# dnadna: Deep Neural Architecture for DNA
This notebook reproduces an example of population size history inference performed by the SPIDNA deep learning method described in the paper ["Deep learning for population size history inference: design, comparison and combination with approximate Bayesian computation"](https://www.biorxiv.org/content/10.1101/2020.01.20.910539v1.full.pdf) (Sanchez et al.). It uses the dnadna package that can be installed by following the instructions [here](https://mlgenetics.gitlab.io/dnadna/introduction.html#installation).

We will simulate SNP data for six scenarios with population size history defined by hand (e.g. expansion, decline or bottleneck) and use a pretrained version of SPIDNA to reconstruct these population size histories.
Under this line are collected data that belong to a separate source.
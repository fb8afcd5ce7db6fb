//! Rank aggregation and visibility metrics.
//!
//! Reduces per-point search outcomes into one [`RankingResult`]. The
//! reduction is pure and order-independent: observations are grouped in
//! ordered maps so identical input always yields identical output.

use crate::models::{
    CompetitorRanking, Coverage, PointOutcome, PointSearch, RankingResult, SearchResult,
};
use std::collections::BTreeMap;

/// Competitors kept in a result.
pub const MAX_COMPETITORS: usize = 10;

/// Rank at or above which an observation counts toward avgAGR.
pub const AGR_TOP_RANK: u32 = 5;

/// Rank at or above which an observation counts toward ATGR.
pub const ATGR_TOP_RANK: u32 = 3;

/// All observations of one business across the grid.
#[derive(Debug, Clone, Default)]
struct BusinessObservations {
    name: String,
    ranks: Vec<u32>,
}

impl BusinessObservations {
    fn composite_rank(&self) -> u32 {
        composite_rank(&self.ranks)
    }
}

/// Rounded mean of observed ranks; 0 when there are none.
pub fn composite_rank(ranks: &[u32]) -> u32 {
    if ranks.is_empty() {
        return 0;
    }
    let sum: u64 = ranks.iter().map(|&r| u64::from(r)).sum();
    (sum as f64 / ranks.len() as f64).round() as u32
}

/// Percentage of `ranks` at or better than `threshold`.
pub fn share_within(ranks: &[u32], threshold: u32) -> f64 {
    if ranks.is_empty() {
        return 0.0;
    }
    let hits = ranks.iter().filter(|&&r| r <= threshold).count();
    hits as f64 / ranks.len() as f64 * 100.0
}

/// Share of local voice: rank-weighted share of all observations, in percent.
pub fn share_of_local_voice(target_ranks: &[u32], total_observations: usize) -> f64 {
    if target_ranks.is_empty() || total_observations == 0 {
        return 0.0;
    }
    let weight: f64 = target_ranks.iter().map(|&r| 1.0 / f64::from(r.max(1))).sum();
    weight / total_observations as f64 * 100.0
}

/// Group every successful observation by business id.
fn group_by_business<'a, I>(results: I) -> BTreeMap<String, BusinessObservations>
where
    I: IntoIterator<Item = &'a SearchResult>,
{
    let mut grouped: BTreeMap<String, BusinessObservations> = BTreeMap::new();

    for result in results {
        let entry = grouped.entry(result.business_id.clone()).or_default();
        if entry.name.is_empty() {
            entry.name = result.name.clone();
        }
        entry.ranks.push(result.rank);
    }

    grouped
}

/// Sort competitors best-first and keep the top `n`.
///
/// Ties are broken by appearances (more first), then business id.
pub fn top_competitors(mut competitors: Vec<CompetitorRanking>, n: usize) -> Vec<CompetitorRanking> {
    competitors.sort_by(|a, b| {
        a.rank
            .cmp(&b.rank)
            .then_with(|| b.appearances.cmp(&a.appearances))
            .then_with(|| a.business_id.cmp(&b.business_id))
    });
    competitors.truncate(n);
    competitors
}

/// Reduce point outcomes into the target business's ranking.
///
/// Failed points contribute no observations and are counted in
/// [`Coverage::points_failed`]. A target that never appears gets zero
/// metrics.
pub fn aggregate(searches: &[PointSearch], target_business_id: &str) -> RankingResult {
    let found: Vec<&Vec<SearchResult>> = searches
        .iter()
        .filter_map(|s| match &s.outcome {
            PointOutcome::Found(results) => Some(results),
            PointOutcome::Failed(_) => None,
        })
        .collect();

    let total_observations: usize = found.iter().map(|r| r.len()).sum();
    let mut grouped = group_by_business(found.iter().flat_map(|r| r.iter()));

    let target = grouped.remove(target_business_id).unwrap_or_default();

    let competitors = grouped
        .into_iter()
        .map(|(business_id, obs)| CompetitorRanking {
            rank: obs.composite_rank(),
            appearances: obs.ranks.len(),
            name: obs.name,
            business_id,
        })
        .collect();

    RankingResult {
        rank: target.composite_rank(),
        avg_agr: share_within(&target.ranks, AGR_TOP_RANK),
        atgr: share_within(&target.ranks, ATGR_TOP_RANK),
        solv: share_of_local_voice(&target.ranks, total_observations),
        competitors: top_competitors(competitors, MAX_COMPETITORS),
        coverage: Coverage {
            points_total: searches.len(),
            points_searched: found.len(),
            points_failed: searches.len() - found.len(),
            target_appearances: target.ranks.len(),
            total_observations,
        },
    }
}
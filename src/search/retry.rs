//! Bounded retry with exponential backoff for point searches.
//!
//! Only [`SearchError::Transient`] failures are retried; permanent
//! failures return immediately.

use crate::error::SearchError;
use std::future::Future;
use std::time::Duration;
use tracing::warn;

/// How many times, and how patiently, to retry a failing search.
#[derive(Debug, Clone, Copy, PartialEq, Eq)]
pub struct RetryPolicy {
    /// Retries after the first attempt.
    pub max_retries: u32,
    /// Delay before the first retry; doubles on each further retry.
    pub base_delay: Duration,
}

impl Default for RetryPolicy {
    fn default() -> Self {
        Self {
            max_retries: 3,
            base_delay: Duration::from_millis(500),
        }
    }
}

impl RetryPolicy {
    /// Delay before retry number `attempt` (1-based).
    pub fn delay_for(&self, attempt: u32) -> Duration {
        let shift = attempt.saturating_sub(1).min(16);
        self.base_delay.saturating_mul(1u32 << shift)
    }
}

/// Run `operation` until it succeeds, fails permanently, or retries run out.
///
/// `operation` is called afresh on each attempt.
pub async fn with_retry<T, F, Fut>(policy: RetryPolicy, label: &str, operation: F) -> Result<T, SearchError>
where
    F: Fn() -> Fut,
    Fut: Future<Output = Result<T, SearchError>>,
{
    let mut attempt = 0;

    loop {
        match operation().await {
            Ok(value) => return Ok(value),
            Err(e) if e.is_transient() && attempt < policy.max_retries => {
                attempt += 1;
                let delay = policy.delay_for(attempt);
                warn!(
                    "{}: {} (retry {}/{} in {:?})",
                    label, e, attempt, policy.max_retries, delay
                );
                tokio::time::sleep(delay).await;
            }
            Err(e) => return Err(e),
        }
    }
}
This architecture has been trained using data generated with msprime and prior described in Sanchez et al. [methods section](https://www.biorxiv.org/content/10.1101/2020.01.20.910539v1.full.pdf#page=9). Therefore, using the same architecture to infer population size histories far from this prior might lead to high prediction errors.

## Import

In [None]:
import numpy as np
import pandas as pd
import os
import msprime
import matplotlib.pyplot as plt
import seaborn as sns
import pandas as pd
from pathlib import Path

## Simulate scenario
First, we simulate six different scenarios with 21 time steps using msprime (Kelleher et al., 2016).

In [None]:
def simulate_scenario(population_size, population_time, seed, num_replicates, mutation_rate, recombination_rate, 
                      segment_length, num_sample):
    
    demographic_events = [msprime.PopulationParametersChange(
                time=population_time[i],
                growth_rate=0,
                initial_size=population_size[i]) for i in range(1, len(population_time))]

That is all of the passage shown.